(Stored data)
//! Fast-apply batch mode
//!
//! Quality items can be applied repeatedly while an auxiliary modifier is
//! held, skipping the pick-up-item round trip between uses. The modifier is
//! a held key on the user's machine, so it must be released on every exit
//! path; an RAII guard guarantees exactly one release even when the batch
//! body panics.

use std::time::Duration;

use tracing::{debug, warn};

use boxroll_core::{ContainerId, CursorMode, ItemKind, Rarity, Result};

use crate::confirm::wait_for_change;
use crate::game::{GameSurface, InputDriver};
use crate::selector::has_max_quality;

/// Upper bound on applications per batch
pub const MAX_APPLICATIONS: usize = 4;

/// Holds the auxiliary modifier for the lifetime of the guard
pub struct ModifierGuard<'a, D: InputDriver + ?Sized> {
    driver: &'a D,
    released: bool,
}

impl<'a, D: InputDriver + ?Sized> ModifierGuard<'a, D> {
    pub fn hold(driver: &'a D) -> Result<Self> {
        driver.hold_modifier()?;
        Ok(Self {
            driver,
            released: false,
        })
    }

    /// Release the modifier now instead of at drop
    pub fn release(&mut self) {
        if self.released {
            return;
        }
        self.released = true;
        if let Err(e) = self.driver.release_modifier() {
            warn!(error = %e, "failed to release modifier");
        }
    }
}

impl<D: InputDriver + ?Sized> Drop for ModifierGuard<'_, D> {
    fn drop(&mut self) {
        self.release();
    }
}

/// Apply up to [`MAX_APPLICATIONS`] quality items under a held modifier
///
/// Preconditions (checked by the caller): rarity Plain, quality not capped,
/// batching enabled. Each application is confirmed before the next; the
/// batch stops early when an application does not land, quality caps out,
/// rarity leaves Plain, or targeting or the action cursor is lost.
///
/// Returns the number of applications that landed.
pub async fn run_batch<G: GameSurface + ?Sized>(
    game: &G,
    id: ContainerId,
    delay: Duration,
) -> Result<usize> {
    let mut guard = ModifierGuard::hold(game)?;
    let mut applied = 0;

    while applied < MAX_APPLICATIONS {
        let Some(item) = game.items_of_kind(ItemKind::Quality).first().copied() else {
            debug!("batch stopped: no quality items left");
            break;
        };

        let before = game.read_affixes(id);
        game.dispatch(item, id)?;
        tokio::time::sleep(delay).await;

        if !wait_for_change(game, id, &before).await {
            debug!(applied, "batch stopped: application did not land");
            break;
        }
        applied += 1;

        if has_max_quality(&game.read_affixes(id)) {
            debug!(applied, "batch stopped: quality capped");
            break;
        }
        if game.read_rarity(id) != Some(Rarity::Plain) {
            debug!(applied, "batch stopped: rarity changed");
            break;
        }
        if !game.is_targeted(id) {
            debug!(applied, "batch stopped: target lost");
            break;
        }
        if game.cursor_mode() != CursorMode::UseItem {
            debug!(applied, "batch stopped: action cursor lost");
            break;
        }
    }

    guard.release();
    Ok(applied)
}
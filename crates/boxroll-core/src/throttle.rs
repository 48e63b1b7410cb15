//! Per-message debug log throttling
//!
//! Decision-path logging fires every tick, so identical lines are suppressed
//! unless enough time has passed since that line was last emitted. Distinct
//! messages throttle independently.

use std::collections::HashMap;
use std::sync::Mutex;
use std::time::{Duration, Instant};

/// Messages are keyed by their first `KEY_LEN` characters, so long lines that
/// differ only in a trailing detail still share a throttle slot.
const KEY_LEN: usize = 50;

const DEFAULT_INTERVAL: Duration = Duration::from_millis(500);

/// Suppresses repeats of the same debug message within a fixed interval
#[derive(Debug)]
pub struct LogThrottle {
    interval: Duration,
    last_emitted: Mutex<HashMap<String, Instant>>,
}

impl LogThrottle {
    pub fn new() -> Self {
        Self::with_interval(DEFAULT_INTERVAL)
    }

    pub fn with_interval(interval: Duration) -> Self {
        Self {
            interval,
            last_emitted: Mutex::new(HashMap::new()),
        }
    }

    /// Whether this message may be emitted now
    ///
    /// Returns true and records the emission if the message's throttle slot
    /// is open; returns false without side effects otherwise.
    pub fn allow(&self, message: &str) -> bool {
        self.allow_at(message, Instant::now())
    }

    fn allow_at(&self, message: &str, now: Instant) -> bool {
        let key: String = message.chars().take(KEY_LEN).collect();
        let mut last_emitted = self.last_emitted.lock().unwrap_or_else(|e| e.into_inner());

        match last_emitted.get(&key) {
            Some(&last) if now.duration_since(last) < self.interval => false,
            _ => {
                last_emitted.insert(key, now);
                true
            }
        }
    }

    /// Emit a throttled debug line
    pub fn debug(&self, message: &str) {
        if self.allow(message) {
            tracing::debug!("{}", message);
        }
    }
}

impl Default for LogThrottle {
    fn default() -> Self {
        Self::new()
    }
}
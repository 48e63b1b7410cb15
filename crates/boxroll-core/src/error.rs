//! Unified error types for Boxroll

use thiserror::Error;

/// Unified error type for all Boxroll operations
///
/// Every variant is recoverable: the orchestration loop logs the error and
/// returns to searching rather than terminating the session.
#[derive(Error, Debug)]
pub enum BoxrollError {
    // Catalog errors
    #[error("Catalog error: {0}")]
    Catalog(String),

    #[error("Mod definition not found: {0}")]
    ModNotFound(String),

    // Configuration errors
    #[error("Config error: {0}")]
    Config(String),

    #[error("Invalid regex override for {category}: {message}")]
    InvalidRegex { category: String, message: String },

    // Action dispatch errors
    #[error("Dispatch failed: {0}")]
    Dispatch(String),

    #[error("Target lost before action completed")]
    TargetingLost,

    #[error("Action cursor state lost")]
    CursorLost,

    #[error("Host window lost focus")]
    FocusLost,

    // I/O errors
    #[error("I/O error: {0}")]
    Io(#[from] std::io::Error),

    #[error("Serialization error: {0}")]
    Serialization(#[from] serde_json::Error),

    // Generic
    #[error("{0}")]
    Other(String),
}

/// Result type alias using BoxrollError
pub type Result<T> = std::result::Result<T, BoxrollError>;
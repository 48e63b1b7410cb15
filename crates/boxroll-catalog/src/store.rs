//! Catalog persistence
//!
//! The catalog lives in a single JSON file. Loading never fails hard: a
//! missing or unreadable file regenerates the default catalog and persists
//! it immediately. Every mutation rewrites the whole file, so the on-disk
//! state is always current.

use std::collections::BTreeMap;
use std::path::{Path, PathBuf};

use chrono::{DateTime, Utc};
use serde::{Deserialize, Serialize};
use tracing::warn;

use boxroll_core::{BoxrollError, Category, Result};

use crate::defaults::default_mods;

/// Persisted catalog schema version
pub const CATALOG_VERSION: u32 = 1;

const MIN_REQUIRED: usize = 1;
const MAX_REQUIRED: usize = 3;

/// One known affix description and its desirability flags
///
/// Invariant: `is_desired` and `is_undesired` are never both true.
#[derive(Debug, Clone, PartialEq, Eq, Serialize, Deserialize)]
pub struct ModDefinition {
    pub name: String,
    pub description: String,
    pub category: Category,
    pub is_desired: bool,
    pub is_undesired: bool,
}

/// On-disk representation
#[derive(Debug, Serialize, Deserialize)]
struct SavedCatalog {
    version: u32,
    saved_at: DateTime<Utc>,
    mods: Vec<ModDefinition>,
    required_desired_mods: BTreeMap<Category, usize>,
}

/// The mod catalog with its backing file
#[derive(Debug)]
pub struct CatalogStore {
    path: PathBuf,
    mods: Vec<ModDefinition>,
    required_desired_mods: BTreeMap<Category, usize>,
}

impl CatalogStore {
    /// Load the catalog from `path`, regenerating defaults if the file is
    /// missing or unreadable
    pub fn load(path: impl Into<PathBuf>) -> Result<Self> {
        let path = path.into();

        if path.exists() {
            match Self::read_file(&path) {
                Ok(saved) => {
                    let mut store = Self {
                        path,
                        mods: saved.mods,
                        required_desired_mods: saved.required_desired_mods,
                    };
                    store.clamp_required();
                    return Ok(store);
                }
                Err(e) => {
                    warn!(error = %e, path = %path.display(), "catalog unreadable, regenerating defaults");
                }
            }
        }

        let mut store = Self {
            path,
            mods: default_mods(),
            required_desired_mods: Category::ALL.iter().map(|&c| (c, MIN_REQUIRED)).collect(),
        };
        store.save()?;
        Ok(store)
    }

    fn read_file(path: &Path) -> Result<SavedCatalog> {
        let content = std::fs::read_to_string(path)?;
        Ok(serde_json::from_str(&content)?)
    }

    /// Persist the full catalog to its backing file
    pub fn save(&mut self) -> Result<()> {
        if let Some(parent) = self.path.parent() {
            if !parent.as_os_str().is_empty() {
                std::fs::create_dir_all(parent)?;
            }
        }

        let saved = SavedCatalog {
            version: CATALOG_VERSION,
            saved_at: Utc::now(),
            mods: self.mods.clone(),
            required_desired_mods: self.required_desired_mods.clone(),
        };
        let content = serde_json::to_string_pretty(&saved)?;
        std::fs::write(&self.path, content)?;
        Ok(())
    }

    /// All mod definitions, in catalog order
    pub fn all_mods(&self) -> &[ModDefinition] {
        &self.mods
    }

    /// Definitions for one category, in catalog order
    pub fn mods_by_category(&self, category: Category) -> Vec<&ModDefinition> {
        self.mods.iter().filter(|m| m.category == category).collect()
    }

    /// Mark a mod desired or not; marking desired clears the undesired flag
    pub fn set_desired(&mut self, name: &str, desired: bool) -> Result<()> {
        let m = self.find_mut(name)?;
        m.is_desired = desired;
        if desired {
            m.is_undesired = false;
        }
        self.save()
    }

    /// Mark a mod undesired or not; marking undesired clears the desired flag
    pub fn set_undesired(&mut self, name: &str, undesired: bool) -> Result<()> {
        let m = self.find_mut(name)?;
        m.is_undesired = undesired;
        if undesired {
            m.is_desired = false;
        }
        self.save()
    }

    /// Required desired-mod count for a category
    pub fn required(&self, category: Category) -> usize {
        self.required_desired_mods
            .get(&category)
            .copied()
            .unwrap_or(MIN_REQUIRED)
    }

    /// Set the required desired-mod count for a category, clamped to 1..=3
    pub fn set_required(&mut self, category: Category, count: usize) -> Result<()> {
        self.required_desired_mods
            .insert(category, count.clamp(MIN_REQUIRED, MAX_REQUIRED));
        self.save()
    }

    fn find_mut(&mut self, name: &str) -> Result<&mut ModDefinition> {
        self.mods
            .iter_mut()
            .find(|m| m.name == name)
            .ok_or_else(|| BoxrollError::ModNotFound(name.to_string()))
    }

    fn clamp_required(&mut self) {
        for category in Category::ALL {
            let entry = self
                .required_desired_mods
                .entry(category)
                .or_insert(MIN_REQUIRED);
            *entry = (*entry).clamp(MIN_REQUIRED, MAX_REQUIRED);
        }
    }
}
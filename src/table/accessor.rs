use serde_json::Value;

/// Walks a dot-separated path (`customer.address.city`) through nested objects.
///
/// Returns `None` as soon as a segment is missing or the current value cannot
/// be descended into. Numeric segments index into arrays (`lines.0.sku`).
pub fn resolve<'a>(item: &'a Value, path: &str) -> Option<&'a Value> {
    path.split('.').try_fold(item, |current, segment| match current {
        Value::Object(map) => map.get(segment),
        Value::Array(list) => segment.parse::<usize>().ok().and_then(|i| list.get(i)),
        _ => None,
    })
}

/// String form used for search matching and cell rendering.
///
/// `null` and objects have no searchable form.
pub fn searchable_text(value: &Value) -> Option<String> {
    match value {
        Value::Null | Value::Object(_) => None,
        Value::Bool(b) => Some(b.to_string()),
        Value::Number(n) => Some(number_text(n)),
        Value::String(s) => Some(s.clone()),
        Value::Array(list) => Some(
            list.iter()
                .map(|v| searchable_text(v).unwrap_or_default())
                .collect::<Vec<_>>()
                .join(","),
        ),
    }
}

fn number_text(n: &serde_json::Number) -> String {
    if let Some(f) = n.as_f64().filter(|_| n.is_f64()) {
        if f.fract() == 0.0 && f.abs() < 1e15 {
            return format!("{}", f as i64);
        }
    }
    n.to_string()
}
use std::num::NonZeroUsize;

use clap::{error::ErrorKind, CommandFactory, Parser};
use serde_json::Value;
use tokio::fs::OpenOptions;
use tokio::io::{AsyncBufReadExt, AsyncWriteExt, BufReader};
use tokio::sync::mpsc;

use crate::cli::args::{CliArgs, Command, PasswordArgs, RelayArgs, TableArgs};
use crate::cli::validation;
use crate::config::{self, ConfigFile};
use crate::dataset::{self, ItemSource};
use crate::output::{self, console, OutputFormat};
use crate::password;
use crate::relay::replay::ReplayClient;
use crate::relay::transport::ConnectOptions;
use crate::relay::{PageEvent, RealtimeEventRelay};
use crate::table::collection::{self, PaginatedCollection, DEFAULT_PAGE_SIZE};
use crate::table::controls::{ControlLabels, DEFAULT_WINDOW_SIZE};
use crate::table::FieldFilter;

#[derive(Debug, Clone, PartialEq)]
enum Selection {
    All,
    Search { query: String, fields: Vec<String> },
    Filter(String),
}

#[derive(Debug, Clone)]
struct TableRun {
    input: String,
    selection: Selection,
    page_size: NonZeroUsize,
    page: usize,
    window_size: usize,
    columns: Vec<String>,
    labels: ControlLabels,
    output: Option<String>,
    output_format: OutputFormat,
}

#[derive(Debug, Clone)]
struct PasswordRun {
    password: Option<String>,
    output_format: OutputFormat,
}

#[derive(Debug, Clone)]
struct RelayRun {
    input: String,
    join: Option<Value>,
    options: ConnectOptions,
}

#[derive(Debug, Clone)]
enum RunCommand {
    Table(TableRun),
    Password(PasswordRun),
    Relay(RelayRun),
}

#[derive(Debug, Clone)]
struct RunConfig {
    no_color: bool,
    verbose: u8,
    command: RunCommand,
}

fn resolve_format(
    flag: Option<&str>,
    cfg: Option<&str>,
    output_path: Option<&str>,
) -> Result<OutputFormat, String> {
    if let Some(raw) = flag {
        return OutputFormat::parse(raw)
            .ok_or_else(|| format!("invalid --format '{raw}', expected text, json or html"));
    }
    if let Some(format) = output_path.and_then(output::infer_format_from_path) {
        return Ok(format);
    }
    match cfg {
        Some(raw) => OutputFormat::parse(raw)
            .ok_or_else(|| format!("invalid output_format '{raw}' in config")),
        None => Ok(OutputFormat::Text),
    }
}

/// Shop ids are sent as JSON numbers when they look like one.
fn parse_shop_id(raw: &str) -> Value {
    let raw = raw.trim();
    match raw.parse::<i64>() {
        Ok(n) => Value::from(n),
        Err(_) => Value::String(raw.to_string()),
    }
}

fn build_table_run(args: TableArgs, cfg: &ConfigFile) -> Result<TableRun, String> {
    let page_size = match args.page_size.as_deref() {
        Some(raw) => collection::parse_page_size(raw)
            .map_err(|e| format!("invalid --page-size '{raw}': {e}"))?,
        None => match cfg.page_size {
            Some(n) => NonZeroUsize::new(n)
                .ok_or_else(|| "invalid page_size in config, expected positive integer".to_string())?,
            None => DEFAULT_PAGE_SIZE,
        },
    };
    let page = match args.page.as_deref() {
        Some(raw) => crate::utils::parse_page_number(raw)
            .map_err(|e| format!("invalid --page '{raw}': {e}"))?,
        None => 1,
    };
    let window_size = args
        .window_size
        .or(cfg.window_size)
        .unwrap_or(DEFAULT_WINDOW_SIZE);
    if window_size == 0 {
        return Err("invalid window_size in config, expected positive integer".to_string());
    }

    let search_fields = match args.fields.as_deref() {
        Some(raw) => crate::utils::parse_field_list_csv(raw)
            .map_err(|e| format!("invalid --fields '{raw}': {e}"))?,
        None => cfg.search_fields.clone().unwrap_or_default(),
    };
    let columns = match args.columns.as_deref() {
        Some(raw) => crate::utils::parse_field_list_csv(raw)
            .map_err(|e| format!("invalid --columns '{raw}': {e}"))?,
        None => cfg.columns.clone().unwrap_or_default(),
    };

    let selection = match (args.search, args.filter) {
        (Some(query), None) => {
            if search_fields.is_empty() && !query.is_empty() {
                return Err(
                    "--search needs --fields (or search_fields in the config file)".to_string(),
                );
            }
            Selection::Search {
                query,
                fields: search_fields,
            }
        }
        (None, Some(filter)) => Selection::Filter(filter),
        (None, None) => Selection::All,
        (Some(_), Some(_)) => {
            return Err("--search and --filter cannot be combined".to_string());
        }
    };

    let output_format = resolve_format(
        args.format.as_deref(),
        cfg.output_format.as_deref(),
        args.output.as_deref(),
    )?;

    Ok(TableRun {
        input: args.input,
        selection,
        page_size,
        page,
        window_size,
        columns,
        labels: cfg.labels.clone().unwrap_or_default(),
        output: args.output,
        output_format,
    })
}

fn build_password_run(args: PasswordArgs, cfg: &ConfigFile) -> Result<PasswordRun, String> {
    let output_format = resolve_format(args.format.as_deref(), cfg.output_format.as_deref(), None)?;
    Ok(PasswordRun {
        password: args.password,
        output_format,
    })
}

fn build_relay_run(args: RelayArgs, cfg: &ConfigFile) -> RelayRun {
    RelayRun {
        input: args.input,
        join: args.join.as_deref().map(parse_shop_id),
        options: cfg
            .reconnect
            .as_ref()
            .map(|r| r.to_options())
            .unwrap_or_default(),
    }
}

fn build_run_config(args: CliArgs, cfg: ConfigFile) -> Result<RunConfig, String> {
    validation::validate(&args)?;

    let no_color = if args.color {
        false
    } else {
        args.no_color || cfg.no_color.unwrap_or(false)
    };

    let command = match args.command {
        Command::Table(table) => RunCommand::Table(build_table_run(table, &cfg)?),
        Command::Password(pw) => RunCommand::Password(build_password_run(pw, &cfg)?),
        Command::Relay(relay) => RunCommand::Relay(build_relay_run(relay, &cfg)),
    };

    Ok(RunConfig {
        no_color,
        verbose: args.verbose,
        command,
    })
}

async fn write_output(path: Option<&str>, rendered: &[u8]) -> Result<(), String> {
    match path {
        Some(path) => {
            let path = config::expand_tilde_string(path);
            let mut outfile = OpenOptions::new()
                .create(true)
                .write(true)
                .truncate(true)
                .open(&path)
                .await
                .map_err(|e| format!("failed to open output file '{path}': {e}"))?;
            outfile
                .write_all(rendered)
                .await
                .map_err(|e| format!("failed to write output file '{path}': {e}"))?;
            console::info(&format!("wrote {path}"));
        }
        None => {
            let mut stdout = tokio::io::stdout();
            stdout
                .write_all(rendered)
                .await
                .map_err(|e| format!("failed to write to stdout: {e}"))?;
            stdout
                .flush()
                .await
                .map_err(|e| format!("failed to write to stdout: {e}"))?;
        }
    }
    Ok(())
}

fn select_page(run: &TableRun, items: Vec<Value>) -> Result<PaginatedCollection<Value>, String> {
    let mut collection = PaginatedCollection::new(items);
    collection.set_page_size(run.page_size);
    match &run.selection {
        Selection::All => {}
        Selection::Search { query, fields } => collection.search(query, fields),
        Selection::Filter(raw) => {
            let filter = FieldFilter::parse(raw).map_err(|e| format!("invalid --filter: {e}"))?;
            collection.filter(|item| filter.matches(item));
        }
    }
    if run.page != 1 && !collection.go_to_page(run.page) {
        console::warn(&format!(
            "page {} is out of range ({} pages), showing page 1",
            run.page,
            collection.total_pages()
        ));
    }
    Ok(collection)
}

async fn run_table(run: TableRun) -> Result<(), String> {
    let items = dataset::load_items(&ItemSource::FilePath(run.input.clone()))
        .await
        .map_err(|e| e.to_string())?;
    console::debug(&format!("loaded {} items from {}", items.len(), run.input));

    let collection = select_page(&run, items)?;
    if console::verbosity() > 0 {
        console::kv_line("Items", &collection.len().to_string());
        console::kv_line("Matching", &collection.filtered_len().to_string());
        console::kv_line("Page size", &collection.page_size().to_string());
    }

    let page = output::build_page(&collection, &run.columns, run.window_size, &run.labels);
    let rendered = match run.output_format {
        OutputFormat::Text => output::render_text(&page),
        OutputFormat::Json => output::render_json(&page),
        OutputFormat::Html => output::render_html(&page),
    };
    write_output(run.output.as_deref(), &rendered).await
}

fn render_verdict(verdict: &password::Verdict, format: OutputFormat) -> String {
    match format {
        OutputFormat::Text => output::render_verdict_text(verdict),
        OutputFormat::Json => {
            let mut line = serde_json::to_string(verdict).unwrap_or_else(|_| "{}".to_string());
            line.push('\n');
            line
        }
        OutputFormat::Html => password::meter::render_meter(verdict),
    }
}

async fn run_password(run: PasswordRun) -> Result<(), String> {
    if let Some(pw) = run.password.as_deref() {
        let verdict = password::evaluate(pw);
        return write_output(None, render_verdict(&verdict, run.output_format).as_bytes()).await;
    }

    let mut lines = BufReader::new(tokio::io::stdin()).lines();
    while let Some(line) = lines
        .next_line()
        .await
        .map_err(|e| format!("failed to read stdin: {e}"))?
    {
        let verdict = password::evaluate(&line);
        write_output(None, render_verdict(&verdict, run.output_format).as_bytes()).await?;
    }
    Ok(())
}

async fn print_page_events(
    mut page_events: mpsc::UnboundedReceiver<PageEvent>,
) -> Result<usize, String> {
    let mut relayed = 0usize;
    let mut stdout = tokio::io::stdout();
    while let Some(page_event) = page_events.recv().await {
        let mut line = serde_json::to_string(&page_event)
            .map_err(|e| format!("failed to encode page event: {e}"))?;
        line.push('\n');
        stdout
            .write_all(line.as_bytes())
            .await
            .map_err(|e| format!("failed to write to stdout: {e}"))?;
        relayed += 1;
    }
    stdout
        .flush()
        .await
        .map_err(|e| format!("failed to write to stdout: {e}"))?;
    Ok(relayed)
}

async fn run_relay(run: RelayRun) -> Result<(), String> {
    let path = config::expand_tilde_string(&run.input);
    let client = ReplayClient::from_path(&path)
        .await
        .map_err(|e| e.to_string())?;

    let mut relay = RealtimeEventRelay::new(client, run.options);
    let printer = tokio::spawn(print_page_events(relay.subscribe()));
    let transport = relay.start().map_err(|e| e.to_string())?;
    if let Some(shop_id) = run.join.as_ref() {
        relay.join_shop(shop_id).map_err(|e| e.to_string())?;
    }

    relay.run(transport).await;

    if let Some(shop_id) = run.join.as_ref() {
        relay.leave_shop(shop_id).map_err(|e| e.to_string())?;
    }
    let reconnects = relay.client().reconnects();
    let pending = relay.reconnect_attempts();
    // closes the subscriber stream so the printer finishes
    drop(relay);

    let relayed = printer
        .await
        .map_err(|e| format!("page event printer failed: {e}"))??;
    console::info(&format!(
        "relayed {relayed} page events ({reconnects} server reconnects, {pending} pending connection errors)"
    ));
    Ok(())
}

async fn run_async(run: RunConfig) -> Result<(), String> {
    if run.no_color {
        console::disable_color();
    }
    console::set_verbosity(run.verbose);

    match run.command {
        RunCommand::Table(table) => run_table(table).await,
        RunCommand::Password(pw) => run_password(pw).await,
        RunCommand::Relay(relay) => run_relay(relay).await,
    }
}

pub fn run_cli() -> Result<(), String> {
    let args = match CliArgs::try_parse() {
        Ok(args) => args,
        Err(e) => match e.kind() {
            ErrorKind::DisplayHelp | ErrorKind::DisplayHelpOnMissingArgumentOrSubcommand => {
                print!("{e}");
                return Ok(());
            }
            ErrorKind::DisplayVersion => {
                let cmd = CliArgs::command();
                print!("{}", cmd.render_version());
                return Ok(());
            }
            _ => return Err(e.to_string()),
        },
    };

    let cfg = match args.config.as_deref() {
        Some(path) => config::load_config(&config::expand_tilde(path), false)?,
        None => match config::default_config_path() {
            Some(path) => config::load_config(&path, true)?,
            None => ConfigFile::default(),
        },
    };

    let run = build_run_config(args, cfg)?;

    let rt = tokio::runtime::Builder::new_current_thread()
        .enable_all()
        .build()
        .map_err(|e| format!("failed to build runtime: {e}"))?;

    rt.block_on(run_async(run))?;
    Ok(())
}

- [Work item]
Look through the data above for lines holding the word "errors". State how many there are and nothing else.

- [Response to this exercise]
5